This issue describes a bug fix regarding "cyclic closures". Specifically, we fixed a bug in rustc in which a closure type T was capable of directly invoking itself without going through a virtual call. This is not intended to be allowed: in order to keep closure inference tractable, closure types are intended to form a strict hierarchy with respect to one another, in terms of which other closures they can invoke.

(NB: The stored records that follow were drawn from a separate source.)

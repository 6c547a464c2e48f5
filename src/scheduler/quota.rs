//! Rolling-window quota for expedited starts.

use chrono::{DateTime, Utc};
use std::collections::VecDeque;
use std::time::Duration;

use crate::core::clock;

/// Default number of expedited starts per window.
pub const DEFAULT_EXPEDITED_PER_WINDOW: usize = 4;

/// Default quota window.
pub const DEFAULT_EXPEDITED_WINDOW: Duration = Duration::from_secs(10 * 60);

#[derive(Debug, Clone)]
pub(crate) struct ExpeditedQuota {
    max_per_window: usize,
    window: Duration,
    starts: VecDeque<DateTime<Utc>>,
}

impl ExpeditedQuota {
    pub(crate) fn new(max_per_window: usize, window: Duration) -> Self {
        Self {
            max_per_window,
            window,
            starts: VecDeque::new(),
        }
    }

    /// Expedited starts still available at `now`.
    pub(crate) fn remaining(&mut self, now: DateTime<Utc>) -> usize {
        let horizon = clock::sub(now, self.window);
        while self.starts.front().is_some_and(|t| *t <= horizon) {
            self.starts.pop_front();
        }
        self.max_per_window.saturating_sub(self.starts.len())
    }

    pub(crate) fn record(&mut self, now: DateTime<Utc>) {
        self.starts.push_back(now);
    }
}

What kind of code is affected

In fact, it is rather difficult to have a closure that directly invokes itself without going through a Fn object or a fn pointer type. It was however possible if you used an "fixed-point combinator" like this:

#![feature(conservative_impl_trait)]

fn fix<F>(f: F) -> impl Fn()
where F: Fn(&F)
{
  move || f(&f)
}

fn main() {
    let x = fix(|x| {
      // in here, the closure has a shared reference to itself, `x`
    });
    x();
}

This hole has since been closed and the code above no longer compiles.

How can you fix it?

The easiest fix is to rewrite your closure into a top-level function, or into a method. In some cases, you may also be able to have your closure call itself by capturing a &Fn() object or fn() pointer that refers to itself. That is permitting, since the closure would be invoking itself via a virtual call, and hence does not directly reference its own type.

Why was there no warning period?

This bug was fixed was without a warning period, even though there is the potential that stable code was affected. This is not our normal practice. We chose in this case to take that action because:

(a) it was quite difficult to arrange a comprehensive warning
(b) crater run indicated no affected crates
(c) this is a bug fix
(d) we are able to direct users to this error message in the event of an error occurring

If however you were negatively affected, we very much apologize. We would like to hear about that. If for some reason you cannot update your code readily, we would consider backing out this change and re-applying it later after you've had some time to adapt, presuming the issue is found promptly enough for that to be practical.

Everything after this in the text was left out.